A narrativa é protagonizada pelo astronauta Roy (Brad Pitt),
um homem solitário e estoico que recebe uma missão secreta do comando espacial.
Pulsos de antimatéria vindos do planeta Netuno ameaçam o sistema solar e o
comando desconfia que essa energia vem de uma estação espacial enviada ao
planeta décadas atrás e comandada por Clifford (Tommy Lee Jones), o pai de Roy.
Supostamente Clifford teria enlouquecido e matado toda a tripulação. Seus
motivos são desconhecidos, mas Roy precisará viajar aos confins do sistema
solar para detê-lo. Conforme viaja, a distância e o isolamento começam afetar o
protagonista.
É basicamente uma versão espacial do romance No Coração das Trevas ou do filme Apocalypse Now (1979), com um homem
viajando rumo a um destino remoto que vai se confrontando com a selvageria da
humanidade para confrontar um capitão enlouquecido que vive em isolamento.
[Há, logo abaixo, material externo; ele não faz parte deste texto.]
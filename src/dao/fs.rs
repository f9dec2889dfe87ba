//! Filesystem implementation of the project DAO.
//!
//! Desktop deployments keep every project as a directory tree under a
//! configurable workspace root. Metadata and shape masks are pretty-printed
//! JSON files; model archives are extracted on upload so the workspace holds
//! plain model directories, mirroring what the simulation engines expect.

use std::io;
use std::path::{Path, PathBuf};

use async_trait::async_trait;

use crate::archive;
use crate::dao::ProjectDao;
use crate::error::AppError;
use crate::models::project::ProjectMetadata;
use crate::models::shape::ShapeMask;

/// Project DAO rooted at a workspace directory.
#[derive(Debug, Clone)]
pub struct FsProjectDao {
    root: PathBuf,
}

impl FsProjectDao {
    /// Open (and create if missing) the workspace root.
    pub async fn new(root: impl Into<PathBuf>) -> Result<Self, AppError> {
        let root = root.into();
        tokio::fs::create_dir_all(&root).await?;
        Ok(FsProjectDao { root })
    }

    fn project_dir(&self, project_id: &str) -> PathBuf {
        self.root.join(project_id)
    }

    fn metadata_path(&self, project_id: &str) -> PathBuf {
        self.project_dir(project_id).join("metadata.json")
    }

    fn shape_path(&self, project_id: &str, shape_id: &str) -> PathBuf {
        self.project_dir(project_id)
            .join("shapes")
            .join(format!("{shape_id}.json"))
    }

    /// Error with `ProjectNotFound` unless the project's metadata file exists.
    async fn ensure_project(&self, project_id: &str) -> Result<(), AppError> {
        if tokio::fs::try_exists(self.metadata_path(project_id)).await? {
            Ok(())
        } else {
            Err(AppError::ProjectNotFound(project_id.to_string()))
        }
    }

    /// Write extracted archive entries under `base`.
    async fn write_entries(
        &self,
        base: &Path,
        entries: Vec<(String, Vec<u8>)>,
    ) -> Result<(), AppError> {
        for (name, content) in entries {
            let target = base.join(&name);
            if let Some(parent) = target.parent() {
                tokio::fs::create_dir_all(parent).await?;
            }
            tokio::fs::write(&target, content).await?;
        }
        Ok(())
    }

    /// Remove a directory, treating an already-missing one as success.
    async fn remove_dir_if_present(&self, dir: PathBuf) -> Result<(), AppError> {
        match tokio::fs::remove_dir_all(&dir).await {
            Ok(()) => Ok(()),
            Err(e) if e.kind() == io::ErrorKind::NotFound => Ok(()),
            Err(e) => Err(e.into()),
        }
    }
}

/// Recursively collect `(relative path, content)` pairs under `base`, sorted
/// by path. Runs on the blocking pool.
fn collect_files(base: &Path) -> io::Result<Vec<(String, Vec<u8>)>> {
    let mut files = Vec::new();
    let mut stack = vec![base.to_path_buf()];
    while let Some(dir) = stack.pop() {
        for entry in std::fs::read_dir(&dir)? {
            let entry = entry?;
            let path = entry.path();
            if entry.file_type()?.is_dir() {
                stack.push(path);
            } else {
                let relative = path
                    .strip_prefix(base)
                    .map_err(io::Error::other)?
                    .to_string_lossy()
                    .replace('\\', "/");
                files.push((relative, std::fs::read(&path)?));
            }
        }
    }
    files.sort_by(|a, b| a.0.cmp(&b.0));
    Ok(files)
}

#[async_trait]
impl ProjectDao for FsProjectDao {
    async fn ping(&self) -> Result<(), AppError> {
        tokio::fs::read_dir(&self.root).await?;
        Ok(())
    }

    async fn read_metadata(&self, project_id: &str) -> Result<ProjectMetadata, AppError> {
        let data = match tokio::fs::read(self.metadata_path(project_id)).await {
            Ok(data) => data,
            Err(e) if e.kind() == io::ErrorKind::NotFound => {
                return Err(AppError::ProjectNotFound(project_id.to_string()));
            }
            Err(e) => return Err(e.into()),
        };
        Ok(serde_json::from_slice(&data)?)
    }

    async fn read_all_names(&self) -> Result<Vec<String>, AppError> {
        let mut names = Vec::new();
        let mut entries = tokio::fs::read_dir(&self.root).await?;
        while let Some(entry) = entries.next_entry().await? {
            if !entry.file_type().await?.is_dir() {
                continue;
            }
            let name = entry.file_name().to_string_lossy().to_string();
            // Only directories with a metadata document are projects.
            if tokio::fs::try_exists(self.metadata_path(&name)).await? {
                names.push(name);
            }
        }
        names.sort();
        Ok(names)
    }

    async fn save_or_update_metadata(&self, metadata: &ProjectMetadata) -> Result<(), AppError> {
        tokio::fs::create_dir_all(self.project_dir(&metadata.project_id)).await?;
        let data = serde_json::to_vec_pretty(metadata)?;
        tokio::fs::write(self.metadata_path(&metadata.project_id), data).await?;
        Ok(())
    }

    async fn delete_project(&self, project_id: &str) -> Result<(), AppError> {
        self.ensure_project(project_id).await?;
        tokio::fs::remove_dir_all(self.project_dir(project_id)).await?;
        Ok(())
    }

    async fn download_project(&self, project_id: &str) -> Result<Vec<u8>, AppError> {
        self.ensure_project(project_id).await?;
        let dir = self.project_dir(project_id);
        tokio::task::spawn_blocking(move || {
            let files = collect_files(&dir)?;
            archive::pack_archive(&files)
        })
        .await?
    }

    async fn add_hydrus_model(
        &self,
        project_id: &str,
        hydrus_id: &str,
        archive: Vec<u8>,
    ) -> Result<(), AppError> {
        self.ensure_project(project_id).await?;
        let entries = tokio::task::spawn_blocking(move || archive::unpack_archive(&archive)).await??;
        let base = self.project_dir(project_id).join("hydrus").join(hydrus_id);
        self.write_entries(&base, entries).await
    }

    async fn delete_hydrus_model(
        &self,
        project_id: &str,
        hydrus_id: &str,
    ) -> Result<(), AppError> {
        self.ensure_project(project_id).await?;
        self.remove_dir_if_present(self.project_dir(project_id).join("hydrus").join(hydrus_id))
            .await
    }

    async fn add_modflow_model(
        &self,
        project_id: &str,
        modflow_id: &str,
        archive: Vec<u8>,
    ) -> Result<(), AppError> {
        self.ensure_project(project_id).await?;
        let entries = tokio::task::spawn_blocking(move || archive::unpack_archive(&archive)).await??;
        let base = self.project_dir(project_id).join("modflow").join(modflow_id);
        self.write_entries(&base, entries).await
    }

    async fn delete_modflow_model(
        &self,
        project_id: &str,
        modflow_id: &str,
    ) -> Result<(), AppError> {
        self.ensure_project(project_id).await?;
        self.remove_dir_if_present(self.project_dir(project_id).join("modflow").join(modflow_id))
            .await
    }

    async fn add_weather_file(
        &self,
        project_id: &str,
        weather_id: &str,
        data: Vec<u8>,
    ) -> Result<(), AppError> {
        self.ensure_project(project_id).await?;
        let dir = self.project_dir(project_id).join("weather");
        tokio::fs::create_dir_all(&dir).await?;
        tokio::fs::write(dir.join(weather_id), data).await?;
        Ok(())
    }

    async fn delete_weather_file(
        &self,
        project_id: &str,
        weather_id: &str,
    ) -> Result<(), AppError> {
        self.ensure_project(project_id).await?;
        match tokio::fs::remove_file(self.project_dir(project_id).join("weather").join(weather_id))
            .await
        {
            Ok(()) => Ok(()),
            Err(e) if e.kind() == io::ErrorKind::NotFound => Ok(()),
            Err(e) => Err(e.into()),
        }
    }

    async fn get_shape(&self, project_id: &str, shape_id: &str) -> Result<ShapeMask, AppError> {
        let data = match tokio::fs::read(self.shape_path(project_id, shape_id)).await {
            Ok(data) => data,
            Err(e) if e.kind() == io::ErrorKind::NotFound => {
                return Err(AppError::UnknownShape(shape_id.to_string()));
            }
            Err(e) => return Err(e.into()),
        };
        Ok(serde_json::from_slice(&data)?)
    }

    async fn save_or_update_shape(
        &self,
        project_id: &str,
        shape_id: &str,
        mask: &ShapeMask,
    ) -> Result<(), AppError> {
        self.ensure_project(project_id).await?;
        let dir = self.project_dir(project_id).join("shapes");
        tokio::fs::create_dir_all(&dir).await?;
        let data = serde_json::to_vec_pretty(mask)?;
        tokio::fs::write(self.shape_path(project_id, shape_id), data).await?;
        Ok(())
    }

    async fn delete_shape(&self, project_id: &str, shape_id: &str) -> Result<(), AppError> {
        self.ensure_project(project_id).await?;
        match tokio::fs::remove_file(self.shape_path(project_id, shape_id)).await {
            Ok(()) => Ok(()),
            Err(e) if e.kind() == io::ErrorKind::NotFound => Ok(()),
            Err(e) => Err(e.into()),
        }
    }
}

#[cfg(test)]
mod tests {
    use super::*;
    use crate::archive::{pack_archive, unpack_archive};
    use tempfile::TempDir;

    async fn dao_in(tmp: &TempDir) -> FsProjectDao {
        FsProjectDao::new(tmp.path().join("workspace")).await.unwrap()
    }

    async fn seed_project(dao: &FsProjectDao, project_id: &str) -> ProjectMetadata {
        let metadata = ProjectMetadata::new(project_id);
        dao.save_or_update_metadata(&metadata).await.unwrap();
        metadata
    }

    #[tokio::test]
    async fn metadata_round_trips_through_disk() {
        let tmp = TempDir::new().unwrap();
        let dao = dao_in(&tmp).await;
        let mut metadata = seed_project(&dao, "p1").await;
        metadata.add_hydrus_model("h1");
        dao.save_or_update_metadata(&metadata).await.unwrap();

        let read = dao.read_metadata("p1").await.unwrap();
        assert_eq!(read, metadata);
    }

    #[tokio::test]
    async fn missing_project_is_project_not_found() {
        let tmp = TempDir::new().unwrap();
        let dao = dao_in(&tmp).await;
        assert!(matches!(
            dao.read_metadata("ghost").await.unwrap_err(),
            AppError::ProjectNotFound(id) if id == "ghost"
        ));
        assert!(matches!(
            dao.delete_project("ghost").await.unwrap_err(),
            AppError::ProjectNotFound(_)
        ));
    }

    #[tokio::test]
    async fn read_all_names_lists_only_project_directories() {
        let tmp = TempDir::new().unwrap();
        let dao = dao_in(&tmp).await;
        seed_project(&dao, "beta").await;
        seed_project(&dao, "alpha").await;
        // A stray directory without metadata is not a project.
        tokio::fs::create_dir(tmp.path().join("workspace").join("lost+found"))
            .await
            .unwrap();

        assert_eq!(dao.read_all_names().await.unwrap(), vec!["alpha", "beta"]);
    }

    #[tokio::test]
    async fn hydrus_archive_is_extracted_into_the_project_tree() {
        let tmp = TempDir::new().unwrap();
        let dao = dao_in(&tmp).await;
        seed_project(&dao, "p1").await;

        let archive = pack_archive(&[
            ("SELECTOR.IN".to_string(), b"selector".to_vec()),
            ("meteo/METEO.IN".to_string(), b"meteo".to_vec()),
        ])
        .unwrap();
        dao.add_hydrus_model("p1", "h1", archive).await.unwrap();

        let extracted = tmp
            .path()
            .join("workspace/p1/hydrus/h1/meteo/METEO.IN");
        assert_eq!(tokio::fs::read(extracted).await.unwrap(), b"meteo");

        dao.delete_hydrus_model("p1", "h1").await.unwrap();
        assert!(
            !tokio::fs::try_exists(tmp.path().join("workspace/p1/hydrus/h1"))
                .await
                .unwrap()
        );
    }

    #[tokio::test]
    async fn download_packs_the_whole_project_tree() {
        let tmp = TempDir::new().unwrap();
        let dao = dao_in(&tmp).await;
        seed_project(&dao, "p1").await;
        dao.add_weather_file("p1", "station.csv", b"day,rain\n".to_vec())
            .await
            .unwrap();

        let archive = dao.download_project("p1").await.unwrap();
        let entries = unpack_archive(&archive).unwrap();
        let names: Vec<&str> = entries.iter().map(|(name, _)| name.as_str()).collect();
        assert_eq!(names, vec!["metadata.json", "weather/station.csv"]);
    }

    #[tokio::test]
    async fn shapes_round_trip_and_delete() {
        let tmp = TempDir::new().unwrap();
        let dao = dao_in(&tmp).await;
        seed_project(&dao, "p1").await;

        let mut mask = ShapeMask::zeros(2, 2);
        mask.set(0, 0, true);
        dao.save_or_update_shape("p1", "s1", &mask).await.unwrap();
        assert_eq!(dao.get_shape("p1", "s1").await.unwrap(), mask);

        dao.delete_shape("p1", "s1").await.unwrap();
        assert!(matches!(
            dao.get_shape("p1", "s1").await.unwrap_err(),
            AppError::UnknownShape(_)
        ));
    }

    #[tokio::test]
    async fn delete_project_removes_everything() {
        let tmp = TempDir::new().unwrap();
        let dao = dao_in(&tmp).await;
        seed_project(&dao, "p1").await;
        dao.add_weather_file("p1", "w", b"x".to_vec()).await.unwrap();

        dao.delete_project("p1").await.unwrap();
        assert!(dao.read_all_names().await.unwrap().is_empty());
    }
}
Gray, no entanto, usa essa estrutura familiar para ir na contramão do sentido
construído comumente por esse tipo de história. O que Roy encontra em sua
jornada não é iluminação, comunhão com o universo ou mesmo progresso. Ele se
depara apenas com violência e morte, muitas vezes de maneira trágica, mas em
outras de maneira irracional.
Um exemplo é a cena em que ele é perseguido por piratas,
fazendo a película se tornar brevemente uma espécie de Mad Max lunar conforme o veículo de Roy é perseguido por um comboio
com intenções hostis. Não sabemos exatamente a motivação dos piratas, mas não
importa, a ideia é que compreendamos que estamos diante de uma fronteira tão
selvagem quanto o velho oeste, que décadas de progresso científico e espacial
não frearam os instintos mais primitivos da humanidade. O mesmo acontece quando
a nave de Roy atende um chamado de emergência de uma estação espacial apenas
para encontrar um primata enfurecido (provavelmente uma cobaia) dilacerando
todos no local.
A solidão é construída também pelo desenho sonoro,
privilegiando longos momentos de silêncio que ressaltam o vazio do espaço e das
bases em outros planetas. Claro, o som é pensado dessa forma também para dar
uma impressão de realismo quanto à experiência da exploração espacial, sendo
que mesmo criações mais futuristas, como a arma de fogo que os personagens
usam, apresentam um som mais abafado, tentando reproduzir como seria disparar
uma arma do vácuo. O mesmo pode ser dito da cena em que Roy entra em uma câmara
anecoica para transmitir uma mensagem para o pai e o filme corta todos os sons
externos, nos deixando apenas com os sons feitos por Roy, para evidenciar a
sensação de estar em um ambiente de extremo isolamento acústico.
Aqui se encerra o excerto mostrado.